Mucins present in the tracheobronchial secretions are responsible for the viscoelastic properties of the mucus. Any changes in the mucin structure may alter the physical properties of mucus and hence its function. Previous studies from this laboratory have reported the isolation and characterization of a major mucin component (HTM-1) and a minor, novel mucin component (HTM-2) from the tracheobronchial secretions of cystic fibrosis (CF) individuals. In the present study, the macromolecular properties of the CF mucin components HTM-1 and HTM-2 were further investigated using biophysical methods.
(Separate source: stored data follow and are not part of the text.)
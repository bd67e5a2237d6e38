//! Public read path: always an array, degrades on malformed storage, and
//! carries the display-path response headers.

use axum::body::Body;
use axum::http::{header, Request, StatusCode};
use serde_json::json;

use vouch_store::BlobStore;

use crate::support::{approve, public_list, submit_one, Harness};

#[tokio::test]
async fn test_empty_store_serves_empty_array() {
    let harness = Harness::new();
    let (status, body) = harness.call(public_list()).await;
    assert_eq!(status, StatusCode::OK);
    assert_eq!(body["ok"], true);
    assert_eq!(body["testimonials"], json!([]));
}

#[tokio::test]
async fn test_malformed_storage_degrades_to_empty() {
    let harness = Harness::new();
    harness
        .store
        .set("approved", &json!({"scrambled": true}))
        .await
        .unwrap();

    let (status, body) = harness.call(public_list()).await;
    assert_eq!(status, StatusCode::OK);
    assert_eq!(body["testimonials"], json!([]));
}

#[tokio::test]
async fn test_newest_approval_listed_first() {
    let harness = Harness::new();
    let first = submit_one(&harness, "First").await;
    let second = submit_one(&harness, "Second").await;
    approve(&harness, &first).await;
    approve(&harness, &second).await;

    let (_, body) = harness.call(public_list()).await;
    let list = body["testimonials"].as_array().unwrap();
    assert_eq!(list.len(), 2);
    assert_eq!(list[0]["id"], second.as_str());
    assert_eq!(list[1]["id"], first.as_str());
}

#[tokio::test]
async fn test_display_headers() {
    let harness = Harness::new();
    let response = harness.call_raw(public_list()).await;

    assert_eq!(
        response.headers()[header::CONTENT_TYPE],
        "application/json; charset=utf-8"
    );
    assert_eq!(response.headers()[header::CACHE_CONTROL], "no-store");
    assert_eq!(response.headers()[header::X_CONTENT_TYPE_OPTIONS], "nosniff");
}

#[tokio::test]
async fn test_wrong_method_is_405() {
    let harness = Harness::new();
    let request = Request::builder()
        .method("POST")
        .uri("/api/testimonials")
        .body(Body::empty())
        .unwrap();

    let (status, body) = harness.call(request).await;
    assert_eq!(status, StatusCode::METHOD_NOT_ALLOWED);
    assert_eq!(body["error"], "Method not allowed");
}

#[tokio::test]
async fn test_health_endpoint() {
    let harness = Harness::new();
    let request = Request::builder()
        .method("GET")
        .uri("/health")
        .body(Body::empty())
        .unwrap();

    let (status, body) = harness.call(request).await;
    assert_eq!(status, StatusCode::OK);
    assert_eq!(body["status"], "healthy");
}
//! Submitter IP resolution for rate-limit keying.
//!
//! Precedence: the platform-supplied `x-client-ip` header, then the first
//! entry of `x-forwarded-for`. A request that yields no parseable address
//! resolves to `None`, which the rate limiter treats as an unidentifiable
//! submitter and waves through. Values are parsed as real addresses: the
//! resulting string keys a store document, so raw header text is never
//! used.

use axum::http::HeaderMap;
use std::net::IpAddr;

pub fn client_ip(headers: &HeaderMap) -> Option<IpAddr> {
    if let Some(value) = headers.get("x-client-ip").and_then(|v| v.to_str().ok()) {
        if let Ok(ip) = value.trim().parse::<IpAddr>() {
            return Some(ip);
        }
    }

    // x-forwarded-for may contain a list; the first value is the original
    // client.
    if let Some(forwarded) = headers.get("x-forwarded-for").and_then(|v| v.to_str().ok()) {
        if let Some(first) = forwarded.split(',').next() {
            if let Ok(ip) = first.trim().parse::<IpAddr>() {
                return Some(ip);
            }
        }
    }

    None
}
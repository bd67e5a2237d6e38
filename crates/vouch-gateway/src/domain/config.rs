//! Gateway configuration with validation.

use serde::{Deserialize, Serialize};
use std::net::{IpAddr, Ipv4Addr, SocketAddr};

/// Main gateway configuration
#[derive(Debug, Clone, Serialize, Deserialize)]
#[serde(default)]
pub struct GatewayConfig {
    /// HTTP server configuration
    pub http: HttpConfig,
    /// Admin authentication
    pub admin: AdminConfig,
    /// CORS configuration
    pub cors: CorsConfig,
    /// Submission rate limiting
    pub rate_limit: RateLimitConfig,
    /// Request limits
    pub limits: LimitsConfig,
}

impl Default for GatewayConfig {
    fn default() -> Self {
        Self {
            http: HttpConfig::default(),
            admin: AdminConfig::default(),
            cors: CorsConfig::default(),
            rate_limit: RateLimitConfig::default(),
            limits: LimitsConfig::default(),
        }
    }
}

impl GatewayConfig {
    /// Validate configuration
    pub fn validate(&self) -> Result<(), ConfigError> {
        if self.rate_limit.max_per_window == 0 {
            return Err(ConfigError::InvalidRateLimit(
                "max_per_window cannot be 0".into(),
            ));
        }
        if self.rate_limit.window_secs == 0 {
            return Err(ConfigError::InvalidRateLimit(
                "window_secs cannot be 0".into(),
            ));
        }
        if self.limits.max_request_size == 0 {
            return Err(ConfigError::InvalidLimit(
                "max_request_size cannot be 0".into(),
            ));
        }
        if self.limits.request_timeout_secs == 0 {
            return Err(ConfigError::InvalidTimeout(
                "request_timeout_secs cannot be 0".into(),
            ));
        }
        // An empty token would make the constant-time check accept empty
        // credentials; unset means "admin surface disabled" instead.
        if self.admin.token.as_deref() == Some("") {
            return Err(ConfigError::Invalid(
                "admin token must not be empty; unset it to disable admin access".into(),
            ));
        }
        Ok(())
    }

    /// Get HTTP server bind address
    pub fn http_addr(&self) -> SocketAddr {
        SocketAddr::new(self.http.host, self.http.port)
    }
}

/// HTTP server configuration
#[derive(Debug, Clone, Serialize, Deserialize)]
#[serde(default)]
pub struct HttpConfig {
    /// Bind address
    pub host: IpAddr,
    /// Bind port
    pub port: u16,
}

impl Default for HttpConfig {
    fn default() -> Self {
        Self {
            host: IpAddr::V4(Ipv4Addr::LOCALHOST),
            port: 8787,
        }
    }
}

/// Admin authentication configuration.
///
/// The shared secret is injected here once at startup; handlers never read
/// it from the process environment.
#[derive(Debug, Clone, Default, Serialize, Deserialize)]
#[serde(default)]
pub struct AdminConfig {
    /// Shared secret for moderation endpoints (None = admin surface
    /// rejects every request with a server misconfiguration error)
    pub token: Option<String>,
}

/// CORS configuration
#[derive(Debug, Clone, Serialize, Deserialize)]
#[serde(default)]
pub struct CorsConfig {
    /// Enforce the origin list below (false = fully permissive)
    pub enabled: bool,
    /// Allowed origins; `*` allows any
    pub allowed_origins: Vec<String>,
    /// Preflight cache duration in seconds
    pub max_age_secs: u64,
}

impl Default for CorsConfig {
    fn default() -> Self {
        Self {
            enabled: true,
            allowed_origins: vec!["*".to_string()],
            max_age_secs: 3600,
        }
    }
}

/// Submission rate limit configuration.
///
/// The window state is persisted per submitter IP in the blob store, so
/// the limit survives restarts and applies across replicas that share a
/// store.
#[derive(Debug, Clone, Serialize, Deserialize)]
#[serde(default)]
pub struct RateLimitConfig {
    /// Maximum submissions per window per IP
    pub max_per_window: u32,
    /// Window length in seconds
    pub window_secs: u64,
}

impl Default for RateLimitConfig {
    fn default() -> Self {
        Self {
            max_per_window: 5,
            window_secs: 3600,
        }
    }
}

/// Request limits
#[derive(Debug, Clone, Serialize, Deserialize)]
#[serde(default)]
pub struct LimitsConfig {
    /// Maximum request body size in bytes
    pub max_request_size: usize,
    /// Per-request timeout in seconds
    pub request_timeout_secs: u64,
}

impl Default for LimitsConfig {
    fn default() -> Self {
        Self {
            max_request_size: 16 * 1024,
            request_timeout_secs: 10,
        }
    }
}

/// Configuration errors
#[derive(Debug, Clone, thiserror::Error)]
pub enum ConfigError {
    /// Invalid rate limiting configuration
    #[error("invalid rate limit: {0}")]
    InvalidRateLimit(String),
    /// Invalid size or count limit
    #[error("invalid limit: {0}")]
    InvalidLimit(String),
    /// Invalid timeout value
    #[error("invalid timeout: {0}")]
    InvalidTimeout(String),
    /// General configuration error
    #[error("invalid configuration: {0}")]
    Invalid(String),
}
Dynamic light scattering studies showed that CF HTM-1 and HTM-2 had a greater extended structure in buffer containing 0.10 and 0.15 M NaCl than that observed in the presence of 0.03 M NaCl. Also, CF HTM-1 had a compact configuration in the presence of 5 and 10 mM Ca 2+, while under similar experimental conditions, the structure of CF HTM-2 was unaffected, indicating differences in the macromolecular properties of CF mucin components. Fluorescent probe binding studies revealed that CF HTM-1 had more hydrophobic probe binding domains than those observed for CF HTM-2. In summary, both biochemical and biophysical characterization suggests structural differences between the CF HTM-1 and HTM-2 components.